Mamta Banerjee Miffed After State's First Infected Case Defied Authorities

Publish On: 19 Mar, 2020 11:01 AM | Updated   |   Sj Desk  

Mamta Banerjee expressed her displeasure after a youth with a travel history to London defied instructions by officials to get himself admitted to a hospital as a precautionary measure. 

On Wednesday, Banerjee ordered a compulsory quarantine of those returning from overseas and warned of consequences for ignoring protocol. This came after an 18-year-old man continued to travel to places, risking others in the process, despite clear instructions of quarantine.  The chief minister said that the incident was “an eye opener.”

While talking at a government event she said, “He was asked to stay in isolation at home but I heard he kept travelling to places. This disease spreads with contact. Such negligence is unacceptable."

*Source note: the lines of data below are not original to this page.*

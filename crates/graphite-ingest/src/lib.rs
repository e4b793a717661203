// Copyright 2025-Present Datadog, Inc. https://www.datadoghq.com/
// SPDX-License-Identifier: Apache-2.0

//! Ingestion front-end for graphite line-protocol metrics.
//!
//! Each line pushed over a persistent connection runs through one shared
//! [`handler::IngestHandler`]: optional formatting, allow/deny admission
//! filtering, optional metric-name prefixing, and decoding. Accepted
//! samples are stamped with the ingestion clock and handed to the
//! channel-backed [`delivery::DeliveryService`]; rejected and unparsable
//! lines land in the bounded [`blocked::BlockedLines`] sink.

#![deny(clippy::all)]

pub mod blocked;
pub mod config;
pub mod decoder;
pub mod delivery;
pub mod errors;
pub mod filter;
pub mod handler;
pub mod metric;
pub mod util;
// Copyright 2025-Present Datadog, Inc. https://www.datadoghq.com/
// SPDX-License-Identifier: Apache-2.0

use crate::errors::ConfigError;
use crate::util::parse_metric_prefix;
use regex::Regex;
use std::env;

/// Configuration for the graphite ingestion front-end
#[derive(Debug, Clone)]
pub struct IngestConfig {
    /// Listening port, used to namespace instrumentation names
    pub port: u16,
    /// Optional prefix prepended to every decoded metric name
    pub prefix: Option<String>,
    /// Optional allow-list pattern, full-line match semantics
    pub allow_regex: Option<String>,
    /// Optional deny-list pattern, full-line match semantics
    pub deny_regex: Option<String>,
    /// Maximum number of rejected lines kept for diagnostics
    pub max_blocked_lines: usize,
    /// Log level (e.g., trace, debug, info, warn, error)
    pub log_level: String,
}

impl Default for IngestConfig {
    fn default() -> Self {
        Self {
            port: 2003,
            prefix: None,
            allow_regex: None,
            deny_regex: None,
            max_blocked_lines: 100,
            log_level: "info".to_string(),
        }
    }
}

impl IngestConfig {
    /// Create configuration from environment variables
    pub fn from_env() -> Result<Self, ConfigError> {
        let port = env::var("DD_GRAPHITE_PORT")
            .ok()
            .and_then(|port| port.parse::<u16>().ok())
            .unwrap_or(2003);
        let prefix = env::var("DD_GRAPHITE_PREFIX")
            .ok()
            .and_then(|val| parse_metric_prefix(&val));
        let allow_regex = env::var("DD_GRAPHITE_LINE_ALLOW_REGEX").ok();
        let deny_regex = env::var("DD_GRAPHITE_LINE_DENY_REGEX").ok();
        let max_blocked_lines = env::var("DD_GRAPHITE_MAX_BLOCKED_LINES")
            .ok()
            .and_then(|val| val.parse::<usize>().ok())
            .unwrap_or(100);
        let log_level = env::var("DD_LOG_LEVEL")
            .map(|val| val.to_lowercase())
            .unwrap_or_else(|_| "info".to_string());

        let config = Self {
            port,
            prefix,
            allow_regex,
            deny_regex,
            max_blocked_lines,
            log_level,
        };

        config.validate()?;
        Ok(config)
    }

    /// Validate the configuration, compiling the patterns so a bad regex
    /// fails at startup instead of on the first line
    pub fn validate(&self) -> Result<(), ConfigError> {
        // Validate port range
        if self.port == 0 {
            return Err(ConfigError::InvalidConfig(
                "Graphite port must be greater than 0".to_string(),
            ));
        }

        if let Some(pattern) = self.allow_regex.as_deref() {
            compile_pattern(pattern, "allow")?;
        }
        if let Some(pattern) = self.deny_regex.as_deref() {
            compile_pattern(pattern, "deny")?;
        }

        if let Some(prefix) = self.prefix.as_deref() {
            if parse_metric_prefix(prefix).is_none() {
                return Err(ConfigError::InvalidConfig(format!(
                    "Invalid metric prefix '{}'",
                    prefix
                )));
            }
        }

        // Validate log level
        let valid_log_levels = ["trace", "debug", "info", "warn", "error"];
        if !valid_log_levels.contains(&self.log_level.as_str()) {
            return Err(ConfigError::InvalidConfig(format!(
                "Invalid log level '{}'. Must be one of: trace, debug, info, warn, error",
                self.log_level
            )));
        }

        Ok(())
    }
}

fn compile_pattern(pattern: &str, which: &'static str) -> Result<(), ConfigError> {
    if pattern.trim().is_empty() {
        return Ok(());
    }
    Regex::new(pattern)
        .map(|_| ())
        .map_err(|source| ConfigError::InvalidPattern {
            which,
            pattern: pattern.to_string(),
            source,
        })
}

#[cfg(test)]
mod tests {
    use super::*;

    #[test]
    fn test_default_config_is_valid() {
        let config = IngestConfig::default();
        assert!(config.validate().is_ok());
    }

    #[test]
    fn test_validate_invalid_port() {
        let config = IngestConfig {
            port: 0,
            ..Default::default()
        };
        assert!(config.validate().is_err());
    }

    #[test]
    fn test_validate_invalid_allow_pattern() {
        let config = IngestConfig {
            allow_regex: Some("[".to_string()),
            ..Default::default()
        };
        assert!(matches!(
            config.validate(),
            Err(ConfigError::InvalidPattern { which: "allow", .. })
        ));
    }

    #[test]
    fn test_validate_invalid_deny_pattern() {
        let config = IngestConfig {
            deny_regex: Some("(unclosed".to_string()),
            ..Default::default()
        };
        assert!(matches!(
            config.validate(),
            Err(ConfigError::InvalidPattern { which: "deny", .. })
        ));
    }

    #[test]
    fn test_validate_blank_pattern_is_no_constraint() {
        let config = IngestConfig {
            allow_regex: Some("  ".to_string()),
            ..Default::default()
        };
        assert!(config.validate().is_ok());
    }

    #[test]
    fn test_validate_invalid_prefix() {
        let config = IngestConfig {
            prefix: Some("1dc".to_string()),
            ..Default::default()
        };
        assert!(config.validate().is_err());
    }

    #[test]
    fn test_validate_invalid_log_level() {
        let config = IngestConfig {
            log_level: "verbose".to_string(),
            ..Default::default()
        };
        assert!(config.validate().is_err());
    }
}
// Copyright 2025-Present Datadog, Inc. https://www.datadoghq.com/
// SPDX-License-Identifier: Apache-2.0

//! Delivery subsystem: an independent service task fed over a channel.
//!
//! The ingest handler hands accepted samples off with a plain channel send,
//! so a slow delivery path never stalls line intake. The service owns the
//! current batch; consumers pull it with `flush`.

use crate::metric::MetricSample;
use tokio::sync::{mpsc, oneshot};
use tracing::{debug, error};

#[derive(Debug)]
pub enum DeliveryCommand {
    Submit {
        sample: MetricSample,
        line: String,
    },
    Flush(oneshot::Sender<Vec<DeliveredPoint>>),
    Shutdown,
}

/// One accepted sample together with the (post-prefix) line it decoded from.
#[derive(Clone, Debug, PartialEq)]
pub struct DeliveredPoint {
    pub sample: MetricSample,
    pub line: String,
}

#[derive(Clone)]
pub struct DeliveryHandle {
    tx: mpsc::UnboundedSender<DeliveryCommand>,
}

impl DeliveryHandle {
    /// Hands one sample to the delivery service. Never blocks the caller.
    pub fn submit(
        &self,
        sample: MetricSample,
        line: String,
    ) -> Result<(), mpsc::error::SendError<DeliveryCommand>> {
        self.tx.send(DeliveryCommand::Submit { sample, line })
    }

    /// Takes the current batch from the service, leaving it empty.
    pub async fn flush(&self) -> Result<Vec<DeliveredPoint>, String> {
        let (response_tx, response_rx) = oneshot::channel();
        self.tx
            .send(DeliveryCommand::Flush(response_tx))
            .map_err(|e| format!("Failed to send flush command: {}", e))?;

        response_rx
            .await
            .map_err(|e| format!("Failed to receive flush response: {}", e))
    }

    pub fn shutdown(&self) -> Result<(), mpsc::error::SendError<DeliveryCommand>> {
        self.tx.send(DeliveryCommand::Shutdown)
    }
}

pub struct DeliveryService {
    rx: mpsc::UnboundedReceiver<DeliveryCommand>,
    batch: Vec<DeliveredPoint>,
}

impl DeliveryService {
    #[must_use]
    pub fn new() -> (Self, DeliveryHandle) {
        let (tx, rx) = mpsc::unbounded_channel();

        let service = Self {
            rx,
            batch: Vec::new(),
        };

        let handle = DeliveryHandle { tx };

        (service, handle)
    }

    pub async fn run(mut self) {
        debug!("Delivery service started");

        while let Some(command) = self.rx.recv().await {
            match command {
                DeliveryCommand::Submit { sample, line } => {
                    self.batch.push(DeliveredPoint { sample, line });
                }

                DeliveryCommand::Flush(response_tx) => {
                    let batch = std::mem::take(&mut self.batch);
                    if response_tx.send(batch).is_err() {
                        error!("Failed to send flush response - receiver dropped");
                    }
                }

                DeliveryCommand::Shutdown => {
                    debug!("Delivery service shutting down");
                    break;
                }
            }
        }

        debug!("Delivery service stopped");
    }
}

“Each and everybody, irrespective of being a VIP or not, needs to maintain self-isolation for 15 to 27 days after returning from abroad. Nothing can be worse than a person having the symptoms of the disease moving around and meeting people,” she said.

The identified youth became the first COVID-19 case of West Bengal. He had returned to India from London on Sunday morning. While showed no symptoms during the thermal screening at the airport, he was advised to get himself admitted to the state’s nodal hospital for the novel virus. 

His mother is a senior bureaucrat at the state secretariat. After coming in direct contact with him, she went about her usual duties for an entire now. She is currently admitted at the isolation ward of Beleghata ID hospital along with her husband, their driver and two others. 

The bureaucrat's office has been sealed and the administration is on the mammoth task of tracking down every person that the woman and her son came in contact with. Every room that the bureaucrat entered was fumigated on Wednesday.

“You return from abroad and go to visit a shopping mall or a park and spread the infection to others is just not acceptable. You do it because someone in my family is an influential person. No, I don’t support this,” Banerjee said without referring to the Covid-19 patient.